* [DIRECTIONS FOR THIS TASK] From the listing below, work out how many lines contain "MUST". Reply with that number only.

* [EXCERPTED RECORDS]
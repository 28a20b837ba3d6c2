mod capabilities;
mod expand_volume;
mod get_info;
mod get_volume_stats;
mod publish_volume;
mod unpublish_volume;

use crate::{
  proto,
  utils::{record_request, request_timeout, with_timeout, Record},
  IdentityService,
};
use async_trait::async_trait;
use std::{convert::TryInto, sync::Arc};
use tracing::instrument;

pub use crate::volume::*;
pub use capabilities::*;
pub use expand_volume::*;
pub use get_info::*;
pub use get_volume_stats::*;
pub use publish_volume::*;
pub use unpublish_volume::*;

#[async_trait]
pub trait NodeService: IdentityService {
  /// Get the set of services provided by this node.
  #[inline]
  fn capabilities(&self) -> NodeCapabilities {
    NodeCapabilities::empty()
  }

  /// Make the volume available at `target_path`.
  ///
  /// This operation MUST be idempotent. If the volume corresponding to the
  /// `volume_id` has already been published at the specified `target_path`,
  /// and is compatible with the specified `volume_capability` and `readonly`
  /// flag, the Plugin MUST reply `0 OK`.
  async fn node_publish_volume(
    &self,
    request: NodePublishVolumeRequest,
  ) -> Result<(), NodePublishVolumeError>;

  /// Undo the work done by [NodeService::node_publish_volume].
  ///
  /// This operation MUST be idempotent. If this RPC failed, or the CO does not
  /// know if it failed or not, it can choose to call it again.
  async fn node_unpublish_volume(
    &self,
    request: NodeUnpublishVolumeRequest,
  ) -> Result<(), NodeUnpublishVolumeError>;

  /// A Node plugin MUST implement this RPC call if it has GET_VOLUME_STATS
  /// node capability or VOLUME_CONDITION node capability.
  #[allow(unused_variables)]
  async fn node_get_volume_stats(
    &self,
    request: NodeGetVolumeStatsRequest,
  ) -> Result<NodeGetVolumeStatsResponse, NodeGetVolumeStatsError> {
    unsupported!("NodeGetVolumeStats")
  }

  /// A Node Plugin MUST implement this RPC call if it has EXPAND_VOLUME node
  /// capability. This RPC call allows CO to expand volume on a node.
  ///
  /// This operation MUST be idempotent.
  #[allow(unused_variables)]
  async fn node_expand_volume(
    &self,
    request: NodeExpandVolumeRequest,
  ) -> Result<NodeExpandVolumeResponse, NodeExpandVolumeError> {
    unsupported!("NodeExpandVolume")
  }

  async fn node_get_info(&self) -> Result<NodeGetInfoResponse, NodeGetInfoError>;
}

/// Serves the CSI Node service on behalf of a [NodeService].
pub struct Node<T: NodeService>(Arc<T>);

impl<T: NodeService> Node<T> {
  pub fn new(service: Arc<T>) -> Self {
    Node(service)
  }

  pub fn into_server(self) -> proto::node_server::NodeServer<Self> {
    proto::node_server::NodeServer::new(self)
  }

  #[inline]
  fn supports(&self, capability: NodeCapabilities) -> bool {
    self.0.capabilities().contains(capability)
  }
}

#[async_trait]
impl<T: NodeService> proto::node_server::Node for Node<T> {
  #[instrument(
    name = "node.node_publish_volume",
    skip(self, request),
    fields(request)
  )]
  async fn node_publish_volume(
    &self,
    request: tonic::Request<proto::NodePublishVolumeRequest>,
  ) -> Result<tonic::Response<proto::NodePublishVolumeResponse>, tonic::Status> {
    let timeout = request_timeout(&request);
    let request: NodePublishVolumeRequest = record_request(request.into_inner().try_into()?);
    with_timeout(timeout, self.0.node_publish_volume(request)).await?;
    Ok(tonic::Response::new(proto::NodePublishVolumeResponse {}))
  }

  #[instrument(
    name = "node.node_unpublish_volume",
    skip(self, request),
    fields(request)
  )]
  async fn node_unpublish_volume(
    &self,
    request: tonic::Request<proto::NodeUnpublishVolumeRequest>,
  ) -> Result<tonic::Response<proto::NodeUnpublishVolumeResponse>, tonic::Status> {
    let timeout = request_timeout(&request);
    let request: NodeUnpublishVolumeRequest = record_request(request.into_inner().try_into()?);
    with_timeout(timeout, self.0.node_unpublish_volume(request)).await?;
    Ok(tonic::Response::new(proto::NodeUnpublishVolumeResponse {}))
  }

  #[instrument(
    name = "node.node_get_volume_stats",
    skip(self, request),
    fields(request, response)
  )]
  async fn node_get_volume_stats(
    &self,
    request: tonic::Request<proto::NodeGetVolumeStatsRequest>,
  ) -> Result<tonic::Response<proto::NodeGetVolumeStatsResponse>, tonic::Status> {
    if !self.supports(NodeCapabilities::GET_VOLUME_STATS) {
      unsupported!("NodeGetVolumeStats")
    }

    let timeout = request_timeout(&request);
    let request: NodeGetVolumeStatsRequest = record_request(request.into_inner().try_into()?);
    let response = with_timeout(timeout, self.0.node_get_volume_stats(request))
      .await?
      .record_response()
      .try_into()?;
    Ok(tonic::Response::new(response))
  }

  #[instrument(
    name = "node.node_expand_volume",
    skip(self, request),
    fields(request, response)
  )]
  async fn node_expand_volume(
    &self,
    request: tonic::Request<proto::NodeExpandVolumeRequest>,
  ) -> Result<tonic::Response<proto::NodeExpandVolumeResponse>, tonic::Status> {
    if !self.supports(NodeCapabilities::EXPAND_VOLUME) {
      unsupported!("NodeExpandVolume")
    }

    let timeout = request_timeout(&request);
    let request: NodeExpandVolumeRequest = record_request(request.into_inner().try_into()?);
    let response = with_timeout(timeout, self.0.node_expand_volume(request))
      .await?
      .record_response()
      .try_into()?;
    Ok(tonic::Response::new(response))
  }

  #[instrument(
    name = "node.node_get_capabilities",
    skip(self, _request),
    fields(response)
  )]
  async fn node_get_capabilities(
    &self,
    _request: tonic::Request<proto::NodeGetCapabilitiesRequest>,
  ) -> Result<tonic::Response<proto::NodeGetCapabilitiesResponse>, tonic::Status> {
    let response = self.0.capabilities().record_response().into();
    Ok(tonic::Response::new(response))
  }

  #[instrument(name = "node.node_get_info", skip(self, _request), fields(response))]
  async fn node_get_info(
    &self,
    _request: tonic::Request<proto::NodeGetInfoRequest>,
  ) -> Result<tonic::Response<proto::NodeGetInfoResponse>, tonic::Status> {
    let response = self
      .0
      .node_get_info()
      .await?
      .record_response()
      .try_into()?;
    Ok(tonic::Response::new(response))
  }
}

#[cfg(test)]
mod tests {
  use super::*;
  use proto::node_server::Node as _;
  use std::time::Duration;

  /// Publishing parks forever, and nothing optional is advertised.
  struct Stuck;

  impl IdentityService for Stuck {
    fn name(&self) -> &str {
      "stuck.example.com"
    }

    fn version(&self) -> &str {
      "0.0.0"
    }
  }

  #[async_trait]
  impl NodeService for Stuck {
    async fn node_publish_volume(
      &self,
      _request: NodePublishVolumeRequest,
    ) -> Result<(), NodePublishVolumeError> {
      tokio::time::sleep(Duration::from_secs(60)).await;
      Ok(())
    }

    async fn node_unpublish_volume(
      &self,
      request: NodeUnpublishVolumeRequest,
    ) -> Result<(), NodeUnpublishVolumeError> {
      Err(NodeUnpublishVolumeError::OperationPending(
        request.volume_id().to_owned(),
      ))
    }

    async fn node_get_info(&self) -> Result<NodeGetInfoResponse, NodeGetInfoError> {
      Ok(NodeGetInfoResponse::new("node-1"))
    }
  }

  fn publish_request() -> proto::NodePublishVolumeRequest {
    proto::NodePublishVolumeRequest {
      volume_id: "vol".into(),
      target_path: "/mnt/target".into(),
      volume_capability: Some(proto::VolumeCapability {
        access_type: Some(proto::volume_capability::AccessType::Mount(
          Default::default(),
        )),
        access_mode: Some(Default::default()),
      }),
      ..Default::default()
    }
  }

  #[tokio::test]
  async fn deadline_is_enforced() {
    let node = Node::new(Arc::new(Stuck));
    let mut request = tonic::Request::new(publish_request());
    request
      .metadata_mut()
      .insert("grpc-timeout", "20m".parse().unwrap());

    let err = node.node_publish_volume(request).await.unwrap_err();
    assert_eq!(err.code(), tonic::Code::DeadlineExceeded);
  }

  #[tokio::test]
  async fn unadvertised_stats_are_unimplemented() {
    let node = Node::new(Arc::new(Stuck));
    let err = node
      .node_get_volume_stats(tonic::Request::new(proto::NodeGetVolumeStatsRequest {
        volume_id: "vol".into(),
        volume_path: "/mnt/target".into(),
        ..Default::default()
      }))
      .await
      .unwrap_err();
    assert_eq!(err.code(), tonic::Code::Unimplemented);
  }

  #[tokio::test]
  async fn pending_unpublish_is_aborted() {
    let node = Node::new(Arc::new(Stuck));
    let err = node
      .node_unpublish_volume(tonic::Request::new(proto::NodeUnpublishVolumeRequest {
        volume_id: "vol".into(),
        target_path: "/mnt/target".into(),
      }))
      .await
      .unwrap_err();
    assert_eq!(err.code(), tonic::Code::Aborted);
  }

  #[tokio::test]
  async fn info_and_capabilities() {
    let node = Node::new(Arc::new(Stuck));
    let info = node
      .node_get_info(tonic::Request::new(proto::NodeGetInfoRequest {}))
      .await
      .unwrap()
      .into_inner();
    assert_eq!(info.node_id, "node-1");

    let caps = node
      .node_get_capabilities(tonic::Request::new(proto::NodeGetCapabilitiesRequest {}))
      .await
      .unwrap()
      .into_inner();
    assert!(caps.capabilities.is_empty());
  }
}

* [YOUR SOLUTION] 6